**Working data**
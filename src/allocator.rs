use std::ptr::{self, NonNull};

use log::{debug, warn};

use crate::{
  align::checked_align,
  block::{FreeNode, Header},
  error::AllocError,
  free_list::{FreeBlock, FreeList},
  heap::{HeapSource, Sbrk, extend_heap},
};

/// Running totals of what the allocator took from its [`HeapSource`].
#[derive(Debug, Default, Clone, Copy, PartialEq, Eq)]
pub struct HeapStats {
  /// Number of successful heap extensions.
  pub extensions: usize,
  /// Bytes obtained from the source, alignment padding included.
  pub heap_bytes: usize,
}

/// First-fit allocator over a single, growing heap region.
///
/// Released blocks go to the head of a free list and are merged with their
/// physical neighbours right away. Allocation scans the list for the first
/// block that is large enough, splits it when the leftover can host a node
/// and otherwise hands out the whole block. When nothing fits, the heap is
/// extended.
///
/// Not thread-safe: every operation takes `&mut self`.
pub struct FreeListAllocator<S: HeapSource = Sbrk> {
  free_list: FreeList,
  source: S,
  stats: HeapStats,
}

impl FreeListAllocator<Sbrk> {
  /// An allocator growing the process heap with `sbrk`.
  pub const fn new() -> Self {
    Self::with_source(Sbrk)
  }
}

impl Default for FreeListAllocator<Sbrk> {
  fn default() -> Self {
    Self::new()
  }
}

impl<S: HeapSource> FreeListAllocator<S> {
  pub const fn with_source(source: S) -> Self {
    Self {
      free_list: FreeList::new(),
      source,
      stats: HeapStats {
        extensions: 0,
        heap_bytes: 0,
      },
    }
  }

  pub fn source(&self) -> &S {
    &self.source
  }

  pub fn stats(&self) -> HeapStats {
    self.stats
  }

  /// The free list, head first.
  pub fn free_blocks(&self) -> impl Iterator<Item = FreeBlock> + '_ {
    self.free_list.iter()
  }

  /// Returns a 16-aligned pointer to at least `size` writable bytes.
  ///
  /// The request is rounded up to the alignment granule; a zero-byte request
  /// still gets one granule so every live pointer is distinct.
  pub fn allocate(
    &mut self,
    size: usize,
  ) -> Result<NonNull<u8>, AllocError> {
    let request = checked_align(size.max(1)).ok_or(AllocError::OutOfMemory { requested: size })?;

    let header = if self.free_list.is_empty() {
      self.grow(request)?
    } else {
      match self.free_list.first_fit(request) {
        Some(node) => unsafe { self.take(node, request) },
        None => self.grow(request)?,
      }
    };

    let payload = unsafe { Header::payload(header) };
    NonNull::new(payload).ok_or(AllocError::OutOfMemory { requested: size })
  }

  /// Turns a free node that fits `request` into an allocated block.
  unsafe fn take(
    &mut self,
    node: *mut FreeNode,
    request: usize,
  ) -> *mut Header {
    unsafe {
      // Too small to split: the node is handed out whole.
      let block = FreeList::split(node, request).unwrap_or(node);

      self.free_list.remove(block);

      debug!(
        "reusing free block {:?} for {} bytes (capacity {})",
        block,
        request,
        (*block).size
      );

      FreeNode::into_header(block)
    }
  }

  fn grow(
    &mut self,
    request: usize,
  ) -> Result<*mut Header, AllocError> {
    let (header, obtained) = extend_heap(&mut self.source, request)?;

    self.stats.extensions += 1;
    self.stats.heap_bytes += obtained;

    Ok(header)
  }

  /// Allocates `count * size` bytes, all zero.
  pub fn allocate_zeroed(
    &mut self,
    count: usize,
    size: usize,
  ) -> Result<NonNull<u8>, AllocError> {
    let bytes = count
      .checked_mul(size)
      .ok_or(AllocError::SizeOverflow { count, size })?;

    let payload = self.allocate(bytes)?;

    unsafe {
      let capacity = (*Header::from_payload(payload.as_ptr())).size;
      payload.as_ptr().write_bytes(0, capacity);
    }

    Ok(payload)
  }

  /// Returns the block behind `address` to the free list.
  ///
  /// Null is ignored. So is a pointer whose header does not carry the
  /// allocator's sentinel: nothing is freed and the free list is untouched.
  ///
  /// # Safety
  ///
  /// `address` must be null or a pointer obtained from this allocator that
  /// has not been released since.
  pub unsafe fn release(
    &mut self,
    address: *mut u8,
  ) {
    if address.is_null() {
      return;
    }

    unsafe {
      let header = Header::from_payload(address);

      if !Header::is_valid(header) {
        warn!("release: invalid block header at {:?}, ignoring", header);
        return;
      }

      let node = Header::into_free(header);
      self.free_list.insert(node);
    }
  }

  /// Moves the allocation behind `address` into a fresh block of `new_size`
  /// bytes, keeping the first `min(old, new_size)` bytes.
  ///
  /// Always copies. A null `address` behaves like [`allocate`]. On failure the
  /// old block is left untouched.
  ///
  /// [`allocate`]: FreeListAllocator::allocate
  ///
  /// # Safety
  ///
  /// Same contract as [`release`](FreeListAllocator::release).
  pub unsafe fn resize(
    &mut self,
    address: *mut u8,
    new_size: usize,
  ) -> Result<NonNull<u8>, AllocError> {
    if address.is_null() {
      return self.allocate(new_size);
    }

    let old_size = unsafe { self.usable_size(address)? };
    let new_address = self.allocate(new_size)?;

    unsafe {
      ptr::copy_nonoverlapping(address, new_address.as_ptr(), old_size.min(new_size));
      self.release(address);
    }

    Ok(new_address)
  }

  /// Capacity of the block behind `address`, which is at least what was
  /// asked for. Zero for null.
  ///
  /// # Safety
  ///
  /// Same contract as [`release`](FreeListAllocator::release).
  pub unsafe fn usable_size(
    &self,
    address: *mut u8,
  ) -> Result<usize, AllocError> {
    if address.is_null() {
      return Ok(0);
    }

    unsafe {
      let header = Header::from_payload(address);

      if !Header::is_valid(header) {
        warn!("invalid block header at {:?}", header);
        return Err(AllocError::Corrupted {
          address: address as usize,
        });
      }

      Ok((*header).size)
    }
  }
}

**Task to carry out**
Look through the entries above; find each line with the word "growing" and copy it.

**Response area**
/// First-fit allocator over a single, growing heap region.
  /// An allocator growing the process heap with `sbrk`.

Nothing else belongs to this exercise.